**Task to carry out:** If a line in the records below holds the word "must", copy it.

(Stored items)
● ● ● ●

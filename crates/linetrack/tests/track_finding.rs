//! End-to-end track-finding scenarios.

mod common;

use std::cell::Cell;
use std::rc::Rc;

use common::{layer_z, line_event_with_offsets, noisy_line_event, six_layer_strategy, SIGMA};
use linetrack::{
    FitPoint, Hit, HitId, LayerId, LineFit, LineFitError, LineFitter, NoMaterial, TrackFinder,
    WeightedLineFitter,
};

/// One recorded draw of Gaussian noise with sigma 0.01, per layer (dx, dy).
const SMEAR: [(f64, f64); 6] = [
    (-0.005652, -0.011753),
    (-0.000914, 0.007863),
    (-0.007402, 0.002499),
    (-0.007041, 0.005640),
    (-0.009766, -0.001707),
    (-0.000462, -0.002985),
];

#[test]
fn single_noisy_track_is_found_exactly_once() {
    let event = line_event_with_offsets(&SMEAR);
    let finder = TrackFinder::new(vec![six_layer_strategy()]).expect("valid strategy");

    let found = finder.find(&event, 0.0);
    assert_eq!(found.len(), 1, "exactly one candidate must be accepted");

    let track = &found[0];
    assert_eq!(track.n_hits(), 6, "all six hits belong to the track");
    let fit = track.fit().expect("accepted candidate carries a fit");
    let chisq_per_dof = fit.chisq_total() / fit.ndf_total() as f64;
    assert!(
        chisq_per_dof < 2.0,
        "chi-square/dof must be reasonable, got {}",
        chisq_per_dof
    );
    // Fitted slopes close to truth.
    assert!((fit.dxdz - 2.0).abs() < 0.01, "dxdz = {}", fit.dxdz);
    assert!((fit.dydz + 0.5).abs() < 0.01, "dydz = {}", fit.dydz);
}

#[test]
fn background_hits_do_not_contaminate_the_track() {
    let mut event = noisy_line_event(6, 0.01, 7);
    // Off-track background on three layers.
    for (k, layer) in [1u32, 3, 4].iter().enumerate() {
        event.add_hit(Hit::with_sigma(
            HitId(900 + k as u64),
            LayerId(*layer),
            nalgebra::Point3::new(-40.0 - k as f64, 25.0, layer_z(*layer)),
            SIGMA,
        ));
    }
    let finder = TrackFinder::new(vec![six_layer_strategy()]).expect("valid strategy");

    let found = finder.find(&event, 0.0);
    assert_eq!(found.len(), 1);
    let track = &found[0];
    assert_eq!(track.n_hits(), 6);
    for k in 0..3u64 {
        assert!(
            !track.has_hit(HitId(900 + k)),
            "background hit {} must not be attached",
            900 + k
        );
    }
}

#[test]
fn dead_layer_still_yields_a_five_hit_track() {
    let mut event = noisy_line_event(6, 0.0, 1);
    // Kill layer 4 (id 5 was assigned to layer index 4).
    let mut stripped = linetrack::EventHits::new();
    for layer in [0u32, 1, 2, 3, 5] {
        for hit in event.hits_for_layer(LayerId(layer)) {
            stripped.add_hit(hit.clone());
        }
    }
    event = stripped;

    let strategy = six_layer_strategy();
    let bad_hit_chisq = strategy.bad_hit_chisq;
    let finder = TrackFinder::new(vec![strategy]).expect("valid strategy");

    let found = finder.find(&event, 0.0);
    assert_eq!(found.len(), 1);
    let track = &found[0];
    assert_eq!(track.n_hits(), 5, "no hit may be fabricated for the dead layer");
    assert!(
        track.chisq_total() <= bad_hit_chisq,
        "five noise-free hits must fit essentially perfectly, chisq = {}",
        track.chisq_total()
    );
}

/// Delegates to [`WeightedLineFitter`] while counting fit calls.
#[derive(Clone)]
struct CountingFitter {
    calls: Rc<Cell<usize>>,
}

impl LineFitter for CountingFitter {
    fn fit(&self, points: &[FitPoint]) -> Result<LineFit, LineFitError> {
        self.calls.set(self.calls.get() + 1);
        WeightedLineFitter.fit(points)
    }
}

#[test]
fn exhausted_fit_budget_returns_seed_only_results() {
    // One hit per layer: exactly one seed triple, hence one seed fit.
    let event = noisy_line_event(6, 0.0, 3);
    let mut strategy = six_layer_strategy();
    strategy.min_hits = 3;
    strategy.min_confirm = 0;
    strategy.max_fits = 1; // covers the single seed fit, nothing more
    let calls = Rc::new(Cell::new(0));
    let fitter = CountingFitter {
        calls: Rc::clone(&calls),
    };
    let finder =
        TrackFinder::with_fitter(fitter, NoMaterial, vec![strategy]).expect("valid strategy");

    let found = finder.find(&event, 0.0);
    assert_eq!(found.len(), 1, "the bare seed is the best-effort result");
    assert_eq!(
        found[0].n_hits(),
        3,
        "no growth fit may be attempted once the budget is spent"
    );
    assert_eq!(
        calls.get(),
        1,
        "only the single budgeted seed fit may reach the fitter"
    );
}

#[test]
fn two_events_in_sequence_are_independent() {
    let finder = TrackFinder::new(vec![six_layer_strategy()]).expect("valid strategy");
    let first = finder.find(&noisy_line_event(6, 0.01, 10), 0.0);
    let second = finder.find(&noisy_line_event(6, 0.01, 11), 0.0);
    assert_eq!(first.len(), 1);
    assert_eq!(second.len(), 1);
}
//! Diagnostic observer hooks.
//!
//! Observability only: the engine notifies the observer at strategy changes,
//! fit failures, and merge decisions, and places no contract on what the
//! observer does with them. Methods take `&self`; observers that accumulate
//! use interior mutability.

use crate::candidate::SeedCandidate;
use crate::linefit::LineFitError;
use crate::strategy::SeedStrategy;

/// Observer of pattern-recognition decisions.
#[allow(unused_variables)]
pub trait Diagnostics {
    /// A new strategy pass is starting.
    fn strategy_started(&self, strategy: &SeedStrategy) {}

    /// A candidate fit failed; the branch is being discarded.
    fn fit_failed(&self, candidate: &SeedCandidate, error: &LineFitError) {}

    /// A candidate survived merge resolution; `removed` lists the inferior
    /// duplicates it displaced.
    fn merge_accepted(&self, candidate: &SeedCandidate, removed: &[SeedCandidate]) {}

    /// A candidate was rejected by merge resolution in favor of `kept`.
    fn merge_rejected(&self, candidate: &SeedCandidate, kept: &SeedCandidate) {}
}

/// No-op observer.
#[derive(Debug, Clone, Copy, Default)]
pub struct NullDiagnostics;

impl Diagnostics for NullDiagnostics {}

● ● ● ●

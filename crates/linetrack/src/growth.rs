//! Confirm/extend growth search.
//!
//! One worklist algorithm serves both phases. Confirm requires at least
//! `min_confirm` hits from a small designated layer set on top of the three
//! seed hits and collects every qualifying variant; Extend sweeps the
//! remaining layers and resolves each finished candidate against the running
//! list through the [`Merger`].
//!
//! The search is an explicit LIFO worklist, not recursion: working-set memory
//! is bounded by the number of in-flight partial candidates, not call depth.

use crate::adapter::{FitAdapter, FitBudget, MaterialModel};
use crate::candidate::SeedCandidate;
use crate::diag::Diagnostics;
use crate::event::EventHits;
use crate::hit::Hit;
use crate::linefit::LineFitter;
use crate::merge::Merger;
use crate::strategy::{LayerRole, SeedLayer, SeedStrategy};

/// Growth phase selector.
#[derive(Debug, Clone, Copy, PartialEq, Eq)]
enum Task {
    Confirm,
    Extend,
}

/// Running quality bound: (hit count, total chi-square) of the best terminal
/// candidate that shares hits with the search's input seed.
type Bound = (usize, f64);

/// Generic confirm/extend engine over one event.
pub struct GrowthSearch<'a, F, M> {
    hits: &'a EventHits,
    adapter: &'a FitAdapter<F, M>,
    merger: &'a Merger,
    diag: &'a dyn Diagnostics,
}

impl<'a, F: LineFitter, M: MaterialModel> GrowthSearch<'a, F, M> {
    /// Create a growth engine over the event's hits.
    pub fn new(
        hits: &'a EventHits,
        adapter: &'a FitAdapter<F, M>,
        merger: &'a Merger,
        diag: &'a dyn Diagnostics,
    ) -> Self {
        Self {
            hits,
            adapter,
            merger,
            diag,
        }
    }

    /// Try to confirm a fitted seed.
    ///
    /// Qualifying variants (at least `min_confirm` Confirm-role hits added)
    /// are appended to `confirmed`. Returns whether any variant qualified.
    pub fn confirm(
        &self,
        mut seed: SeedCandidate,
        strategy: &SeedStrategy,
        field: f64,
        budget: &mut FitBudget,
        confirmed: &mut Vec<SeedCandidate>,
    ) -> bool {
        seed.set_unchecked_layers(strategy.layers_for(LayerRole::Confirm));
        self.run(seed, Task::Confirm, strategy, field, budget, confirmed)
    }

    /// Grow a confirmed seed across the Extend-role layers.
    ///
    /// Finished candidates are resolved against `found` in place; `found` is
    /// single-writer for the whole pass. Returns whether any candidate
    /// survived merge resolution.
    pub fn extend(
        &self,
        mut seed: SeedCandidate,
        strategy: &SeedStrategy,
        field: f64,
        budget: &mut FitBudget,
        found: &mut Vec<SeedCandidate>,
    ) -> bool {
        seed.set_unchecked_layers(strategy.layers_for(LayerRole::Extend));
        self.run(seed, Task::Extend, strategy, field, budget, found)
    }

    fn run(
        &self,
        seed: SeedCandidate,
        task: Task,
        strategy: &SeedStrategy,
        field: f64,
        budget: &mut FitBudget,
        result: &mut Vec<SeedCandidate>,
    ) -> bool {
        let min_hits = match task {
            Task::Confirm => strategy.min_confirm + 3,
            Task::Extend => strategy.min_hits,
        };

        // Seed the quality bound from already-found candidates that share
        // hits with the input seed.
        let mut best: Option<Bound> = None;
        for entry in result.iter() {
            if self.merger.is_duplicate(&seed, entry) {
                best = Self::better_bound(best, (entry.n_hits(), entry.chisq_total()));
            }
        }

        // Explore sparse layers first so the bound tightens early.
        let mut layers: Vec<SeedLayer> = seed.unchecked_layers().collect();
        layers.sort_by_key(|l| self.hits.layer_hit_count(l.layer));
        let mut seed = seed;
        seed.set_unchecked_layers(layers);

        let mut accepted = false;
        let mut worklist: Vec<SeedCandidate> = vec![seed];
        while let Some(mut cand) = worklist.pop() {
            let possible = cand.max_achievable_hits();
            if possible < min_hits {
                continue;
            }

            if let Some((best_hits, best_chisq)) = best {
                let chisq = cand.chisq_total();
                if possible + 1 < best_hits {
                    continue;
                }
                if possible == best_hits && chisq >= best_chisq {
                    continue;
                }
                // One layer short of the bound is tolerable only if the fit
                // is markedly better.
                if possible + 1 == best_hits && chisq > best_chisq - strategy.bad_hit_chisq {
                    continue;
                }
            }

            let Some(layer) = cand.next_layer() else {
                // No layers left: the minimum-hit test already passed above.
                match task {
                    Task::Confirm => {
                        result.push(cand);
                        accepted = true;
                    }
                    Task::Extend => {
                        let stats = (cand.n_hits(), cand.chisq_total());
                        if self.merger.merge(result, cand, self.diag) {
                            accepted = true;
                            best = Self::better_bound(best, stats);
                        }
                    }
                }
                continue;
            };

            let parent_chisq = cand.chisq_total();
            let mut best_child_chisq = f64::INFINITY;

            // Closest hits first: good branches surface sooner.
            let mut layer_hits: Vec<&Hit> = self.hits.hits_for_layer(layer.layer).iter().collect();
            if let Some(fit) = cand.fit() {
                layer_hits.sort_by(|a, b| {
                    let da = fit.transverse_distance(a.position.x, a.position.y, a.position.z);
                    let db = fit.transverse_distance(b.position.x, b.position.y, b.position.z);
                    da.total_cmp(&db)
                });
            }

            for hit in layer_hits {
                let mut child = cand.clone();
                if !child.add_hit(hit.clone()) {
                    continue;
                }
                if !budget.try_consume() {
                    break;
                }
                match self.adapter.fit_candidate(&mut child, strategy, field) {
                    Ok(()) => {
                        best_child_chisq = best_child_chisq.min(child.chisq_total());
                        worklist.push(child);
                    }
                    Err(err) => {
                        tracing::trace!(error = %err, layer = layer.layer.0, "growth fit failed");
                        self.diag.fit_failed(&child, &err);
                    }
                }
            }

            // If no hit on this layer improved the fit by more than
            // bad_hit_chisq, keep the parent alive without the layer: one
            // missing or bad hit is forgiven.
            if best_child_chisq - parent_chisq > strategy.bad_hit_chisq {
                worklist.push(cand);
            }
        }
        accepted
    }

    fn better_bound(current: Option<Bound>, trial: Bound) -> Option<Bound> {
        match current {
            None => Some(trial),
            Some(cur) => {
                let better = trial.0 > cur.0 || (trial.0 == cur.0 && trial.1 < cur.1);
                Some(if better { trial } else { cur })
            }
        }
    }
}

● ● ● ●

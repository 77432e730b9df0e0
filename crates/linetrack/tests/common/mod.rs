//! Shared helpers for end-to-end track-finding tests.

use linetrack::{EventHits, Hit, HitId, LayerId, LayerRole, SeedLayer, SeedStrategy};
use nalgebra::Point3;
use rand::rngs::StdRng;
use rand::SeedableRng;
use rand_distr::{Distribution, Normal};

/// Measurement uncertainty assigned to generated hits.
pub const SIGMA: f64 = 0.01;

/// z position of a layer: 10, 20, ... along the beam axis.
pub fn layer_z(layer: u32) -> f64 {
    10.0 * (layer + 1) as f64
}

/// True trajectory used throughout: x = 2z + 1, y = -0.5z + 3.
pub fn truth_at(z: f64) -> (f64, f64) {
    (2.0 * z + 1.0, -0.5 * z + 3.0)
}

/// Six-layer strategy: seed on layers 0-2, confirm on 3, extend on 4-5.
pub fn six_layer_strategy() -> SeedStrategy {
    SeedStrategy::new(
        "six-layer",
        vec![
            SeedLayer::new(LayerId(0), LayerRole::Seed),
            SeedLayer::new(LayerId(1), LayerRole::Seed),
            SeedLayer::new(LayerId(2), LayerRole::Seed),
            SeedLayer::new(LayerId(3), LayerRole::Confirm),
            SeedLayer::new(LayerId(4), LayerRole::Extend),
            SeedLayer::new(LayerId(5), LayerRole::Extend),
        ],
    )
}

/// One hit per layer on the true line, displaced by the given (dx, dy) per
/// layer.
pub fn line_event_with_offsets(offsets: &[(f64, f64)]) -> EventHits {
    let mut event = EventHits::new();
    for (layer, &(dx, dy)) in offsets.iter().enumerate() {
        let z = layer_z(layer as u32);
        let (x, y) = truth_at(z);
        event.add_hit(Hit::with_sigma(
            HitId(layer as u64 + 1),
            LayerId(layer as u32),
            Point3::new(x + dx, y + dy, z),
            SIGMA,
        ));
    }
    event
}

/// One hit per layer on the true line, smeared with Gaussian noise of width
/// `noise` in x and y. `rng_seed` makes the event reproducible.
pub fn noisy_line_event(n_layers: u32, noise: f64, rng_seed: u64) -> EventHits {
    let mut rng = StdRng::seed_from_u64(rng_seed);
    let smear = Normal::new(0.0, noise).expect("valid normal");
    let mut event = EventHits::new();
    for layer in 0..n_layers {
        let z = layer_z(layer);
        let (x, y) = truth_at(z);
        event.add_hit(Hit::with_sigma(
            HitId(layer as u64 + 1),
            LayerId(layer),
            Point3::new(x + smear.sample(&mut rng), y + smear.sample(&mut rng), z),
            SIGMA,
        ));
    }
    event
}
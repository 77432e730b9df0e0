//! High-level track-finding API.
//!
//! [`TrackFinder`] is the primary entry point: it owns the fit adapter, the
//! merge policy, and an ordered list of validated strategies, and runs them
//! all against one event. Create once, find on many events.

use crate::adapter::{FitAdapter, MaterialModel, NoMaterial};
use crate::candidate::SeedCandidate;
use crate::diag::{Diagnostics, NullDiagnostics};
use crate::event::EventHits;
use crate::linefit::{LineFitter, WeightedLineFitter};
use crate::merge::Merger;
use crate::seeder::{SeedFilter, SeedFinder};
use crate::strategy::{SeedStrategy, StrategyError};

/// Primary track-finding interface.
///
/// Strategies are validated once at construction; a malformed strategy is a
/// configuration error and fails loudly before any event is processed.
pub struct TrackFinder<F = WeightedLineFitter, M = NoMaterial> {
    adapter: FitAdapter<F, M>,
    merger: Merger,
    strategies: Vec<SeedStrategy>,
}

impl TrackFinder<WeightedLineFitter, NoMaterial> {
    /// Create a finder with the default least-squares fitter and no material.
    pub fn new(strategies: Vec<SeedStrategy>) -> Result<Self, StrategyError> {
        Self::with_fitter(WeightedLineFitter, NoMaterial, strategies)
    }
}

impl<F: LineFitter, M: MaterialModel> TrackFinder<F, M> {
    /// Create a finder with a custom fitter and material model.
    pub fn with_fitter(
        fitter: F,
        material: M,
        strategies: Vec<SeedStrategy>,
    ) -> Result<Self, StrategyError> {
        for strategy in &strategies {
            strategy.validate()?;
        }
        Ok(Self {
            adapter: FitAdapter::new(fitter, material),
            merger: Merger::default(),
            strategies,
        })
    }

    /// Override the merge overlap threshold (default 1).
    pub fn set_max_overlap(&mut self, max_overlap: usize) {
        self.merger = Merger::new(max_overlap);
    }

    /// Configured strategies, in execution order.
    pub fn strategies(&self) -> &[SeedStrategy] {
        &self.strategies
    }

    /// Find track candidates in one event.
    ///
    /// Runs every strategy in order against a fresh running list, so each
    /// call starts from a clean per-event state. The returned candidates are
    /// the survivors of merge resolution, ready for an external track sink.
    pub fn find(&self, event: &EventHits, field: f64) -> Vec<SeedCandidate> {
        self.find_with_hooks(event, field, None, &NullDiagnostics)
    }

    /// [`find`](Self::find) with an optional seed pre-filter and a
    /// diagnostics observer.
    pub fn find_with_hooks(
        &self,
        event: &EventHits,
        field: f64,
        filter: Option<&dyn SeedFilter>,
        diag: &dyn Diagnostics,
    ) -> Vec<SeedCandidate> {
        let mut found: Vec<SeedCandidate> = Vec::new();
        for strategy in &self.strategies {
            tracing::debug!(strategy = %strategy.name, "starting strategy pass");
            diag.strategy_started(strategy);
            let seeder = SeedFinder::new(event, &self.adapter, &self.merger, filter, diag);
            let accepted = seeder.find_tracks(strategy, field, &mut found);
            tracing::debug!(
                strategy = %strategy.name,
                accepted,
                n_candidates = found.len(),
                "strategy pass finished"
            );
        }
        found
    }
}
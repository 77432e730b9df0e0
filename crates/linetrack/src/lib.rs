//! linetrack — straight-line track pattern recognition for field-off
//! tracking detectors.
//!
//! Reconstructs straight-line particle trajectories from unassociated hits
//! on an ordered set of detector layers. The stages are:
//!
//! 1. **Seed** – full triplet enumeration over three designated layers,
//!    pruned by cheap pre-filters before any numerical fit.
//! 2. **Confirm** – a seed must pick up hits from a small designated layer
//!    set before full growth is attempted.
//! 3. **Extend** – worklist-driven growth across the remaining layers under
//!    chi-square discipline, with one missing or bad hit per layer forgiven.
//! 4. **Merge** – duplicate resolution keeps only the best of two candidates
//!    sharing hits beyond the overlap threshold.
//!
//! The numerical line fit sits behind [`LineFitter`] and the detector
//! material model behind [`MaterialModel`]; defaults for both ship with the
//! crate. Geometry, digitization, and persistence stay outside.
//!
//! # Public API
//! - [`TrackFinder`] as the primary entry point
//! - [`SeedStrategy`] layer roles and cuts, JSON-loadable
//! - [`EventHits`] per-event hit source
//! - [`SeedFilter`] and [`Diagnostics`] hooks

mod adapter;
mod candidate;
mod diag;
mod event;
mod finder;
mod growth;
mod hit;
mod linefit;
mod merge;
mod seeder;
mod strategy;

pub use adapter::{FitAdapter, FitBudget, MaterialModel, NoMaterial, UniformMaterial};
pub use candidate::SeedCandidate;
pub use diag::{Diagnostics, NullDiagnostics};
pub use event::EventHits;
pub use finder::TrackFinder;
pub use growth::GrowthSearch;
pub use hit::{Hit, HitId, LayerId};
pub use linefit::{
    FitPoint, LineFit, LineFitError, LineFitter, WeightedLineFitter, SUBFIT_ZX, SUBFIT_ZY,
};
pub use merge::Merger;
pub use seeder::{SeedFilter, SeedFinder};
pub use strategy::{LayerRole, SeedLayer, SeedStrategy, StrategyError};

● ● ● ●

**Answer section:**
    assert_eq!(found.len(), 1, "exactly one candidate must be accepted");
        "chi-square/dof must be reasonable, got {}",
            "background hit {} must not be attached",
        "five noise-free hits must fit essentially perfectly, chisq = {}",
//! 2. **Confirm** – a seed must pick up hits from a small designated layer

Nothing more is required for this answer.